Diamonds So Big They’ll Blind You

Diamonds So Big They’ll Blind You

We sat down with Lorraine Schwartz’ President of Production to chat diamond rings.

Alec Kugler
Unless you’ve been hiding under a rock (and we’re not talking diamonds), you’re familiar with Lorraine Schwartz. One of her ahem, more notable stones has been very much in the news lately. We were lucky enough to sit down with President of Production at Lorraine Schwartz, Justin Cohen, to get a rare, up close and personal look at some of the incredible diamonds he works with on a daily basis. It’s not common to get such a special BTS look at these jewels, and we did not for one second take it for granted (we were pinching ourselves practically the whole time).

It’s no secret that Lorraine Schwartz is a celeb go-to for both engagement and wedding rings, as Cohen casually told us, "when Kim Kardashian wore the cushion cut we got a lot of phone calls because people wanted that shape. [Same with] Blake Lively with the oval shape, [and] Beyoncé with the emerald cut’." Cohen, who buys, sources, and acquires the diamonds (along with other precious stones) says he finds cutting a diamond from rough start to shiny finish therapeutic. With eight to nine years under his belt at Lorraine Schwartz, this man knows a thing or two when it comes to choosing the perfect cut, so consider this your 101 guide to finding the *perfect* diamond.

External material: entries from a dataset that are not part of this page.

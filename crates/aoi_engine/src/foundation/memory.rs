//! Memory management utilities
//!
//! The engine never decides *how* memory is obtained. Every record it keeps
//! (entities, tracked pairs, registry tables, partition set growth) is first
//! requested from an [`Allocator`] owned by the engine instance and released
//! back to it when discarded. Hosts substitute pooling, budgeting or
//! instrumentation by handing a different allocator to
//! [`Engine::with_allocator`](crate::Engine::with_allocator).

use thiserror::Error;

/// Allocation errors
#[derive(Error, Debug, Clone, Copy, PartialEq, Eq)]
pub enum AllocError {
    /// The allocator refused the request
    #[error("allocation of {requested} bytes refused ({in_use} bytes in use, limit {limit})")]
    OutOfMemory {
        /// Bytes asked for by the failed request
        requested: usize,
        /// Bytes outstanding at the time of the request
        in_use: usize,
        /// Upper bound enforced by the allocator
        limit: usize,
    },
}

/// Allocation capability injected into an engine instance
///
/// `request` must be paired with exactly one `release` of the same size.
pub trait Allocator {
    /// Reserve `bytes` bytes
    fn request(&mut self, bytes: usize) -> Result<(), AllocError>;

    /// Give back `bytes` bytes previously obtained through `request`
    fn release(&mut self, bytes: usize);
}

impl<A: Allocator + ?Sized> Allocator for &mut A {
    fn request(&mut self, bytes: usize) -> Result<(), AllocError> {
        (**self).request(bytes)
    }

    fn release(&mut self, bytes: usize) {
        (**self).release(bytes);
    }
}

impl<A: Allocator + ?Sized> Allocator for Box<A> {
    fn request(&mut self, bytes: usize) -> Result<(), AllocError> {
        (**self).request(bytes)
    }

    fn release(&mut self, bytes: usize) {
        (**self).release(bytes);
    }
}

/// Default allocator: defers to the global heap and never refuses
#[derive(Debug, Default, Clone, Copy)]
pub struct SystemAllocator;

impl Allocator for SystemAllocator {
    #[inline]
    fn request(&mut self, _bytes: usize) -> Result<(), AllocError> {
        Ok(())
    }

    #[inline]
    fn release(&mut self, _bytes: usize) {}
}

/// Snapshot of allocator bookkeeping
#[derive(Debug, Default, Clone, Copy, PartialEq, Eq)]
pub struct MemoryStats {
    /// Blocks currently outstanding
    pub live_blocks: usize,
    /// Bytes currently outstanding
    pub live_bytes: usize,
    /// High-water mark of `live_bytes`
    pub peak_bytes: usize,
    /// Total successful requests over the allocator's lifetime
    pub total_requests: u64,
}

/// Instrumenting allocator tracking outstanding blocks and the byte high-water mark
#[derive(Debug, Default, Clone)]
pub struct CountingAllocator {
    stats: MemoryStats,
}

impl CountingAllocator {
    /// Create a new counting allocator
    pub fn new() -> Self {
        Self::default()
    }

    /// Current bookkeeping
    pub fn stats(&self) -> MemoryStats {
        self.stats
    }
}

impl Allocator for CountingAllocator {
    fn request(&mut self, bytes: usize) -> Result<(), AllocError> {
        let stats = &mut self.stats;
        stats.live_blocks += 1;
        stats.live_bytes += bytes;
        stats.peak_bytes = stats.peak_bytes.max(stats.live_bytes);
        stats.total_requests += 1;
        Ok(())
    }

    fn release(&mut self, bytes: usize) {
        let stats = &mut self.stats;
        debug_assert!(stats.live_blocks > 0, "release without matching request");
        stats.live_blocks = stats.live_blocks.saturating_sub(1);
        stats.live_bytes = stats.live_bytes.saturating_sub(bytes);
    }
}

/// Allocator enforcing a fixed byte budget
///
/// Requests that would push the outstanding total past `limit` fail with
/// [`AllocError::OutOfMemory`]. Useful for hosts that cap per-scene memory.
#[derive(Debug, Clone)]
pub struct BudgetAllocator {
    limit: usize,
    counter: CountingAllocator,
}

impl BudgetAllocator {
    /// Create an allocator that refuses to go beyond `limit` outstanding bytes
    pub fn new(limit: usize) -> Self {
        Self {
            limit,
            counter: CountingAllocator::new(),
        }
    }

    /// Configured limit in bytes
    pub fn limit(&self) -> usize {
        self.limit
    }

    /// Raise or lower the limit; already outstanding memory is unaffected
    pub fn set_limit(&mut self, limit: usize) {
        self.limit = limit;
    }

    /// Current bookkeeping
    pub fn stats(&self) -> MemoryStats {
        self.counter.stats()
    }
}

impl Allocator for BudgetAllocator {
    fn request(&mut self, bytes: usize) -> Result<(), AllocError> {
        let in_use = self.counter.stats().live_bytes;
        if in_use.saturating_add(bytes) > self.limit {
            return Err(AllocError::OutOfMemory {
                requested: bytes,
                in_use,
                limit: self.limit,
            });
        }
        self.counter.request(bytes)
    }

    fn release(&mut self, bytes: usize) {
        self.counter.release(bytes);
    }
}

“The cushion cut is my favorite—I like them especially when they’re a little longer. They’re an older cut—they were one of the first cuts, because if you think about it, the round is one of the first ones and then it kind of transforms into a cushion. It has natural progression making it a little different, making the stones a little longer. They’re usually square—old cushions look almost like rounds, but I always explain it as a pillow top.

“An older cushion cut would have less facets. If you look at a diamond carefully, there’s all these little cuts in it and that’s what they call facets. An older cushion has less facets, they’re a little less ‘brilliant,’ they’re a little less sparkly. Brilliant refers to the amount of sparkle that it has—rounds are brilliant cuts, pear shapes are brilliant cuts.”


“Emerald cut is completely different than cushion and actually anything else because of its step cuts. If you look at it carefully, they have long lines in them and longer facets which makes it less brilliant. The Emerald cut is a specific taste because when someone is thinking about a diamond, they’re thinking about how sparkly it is, how much light is hitting it, and how much brilliance comes from it, so in an emerald cut is completely different because they have a different type of sparkle. When the light hits the facet there is less dispersion inside it because there are less facets.

“You have to find that perfect one because you don’t want the corners to be too small. If the corners are too small, and the prongs are put on the corners then it’s going to look like a baguette which is basically an emerald cut without cut corners. You want a perfect emerald cut with perfect cut corners.”


“This particular oval is completely different and out of the box. An oval is the shape of the stone, but the cut of this style is a rose cut. It’s not a full cut diamond, there’s no bottom to it—it’s completely flat and domed on the top. There’s facets on the top and on the bottom there’s one long, big facet which makes it flat.

“The oval is definitely a shape that people request. A rose cut is not as typical. We do rose cuts for engagements all the time but it’s much different than typical because it has less brilliance—it’s much more elegant, because it’s down played much more. It’s not in your face; it’s more low key. It’s one of those types of shapes where if you know, you know.”


“We have done heart shaped engagement rings in the past [but] it’s not typical. A lot of people like them as pendants, but a heart shape is very sensual. It’s more personal I would think because it’s not for everyone, but it is very unique, especially for an engagement ring. Most people in the world are classic and traditional in their approach, but that’s why they come to us because we’re not your classic jeweler, we’re out of the box type of jeweler.

“A lot of times you don’t really think of what diamonds are capable of, because you don’t see it, you can’t visualize it until you’re here in person looking at a ring and you fall in love with it. A heart shape is completely outside the box, but it is fun. It’s not as fun as let’s say the rose cut, the oval rose cut, but I think it’s more sensual. It has a feel to it—it’s a completely different look than anything else.”

How Diamonds Are Traded

“Parcel paper is the way the diamonds are traded all over the world. A rough diamond comes in that way and a finished polished diamond leaves that way, in the paper, which is the most amazing thing to me because it’s so ancient, the way diamonds are traded still. You look at diamonds on white paper because that’s when the color comes out the most.”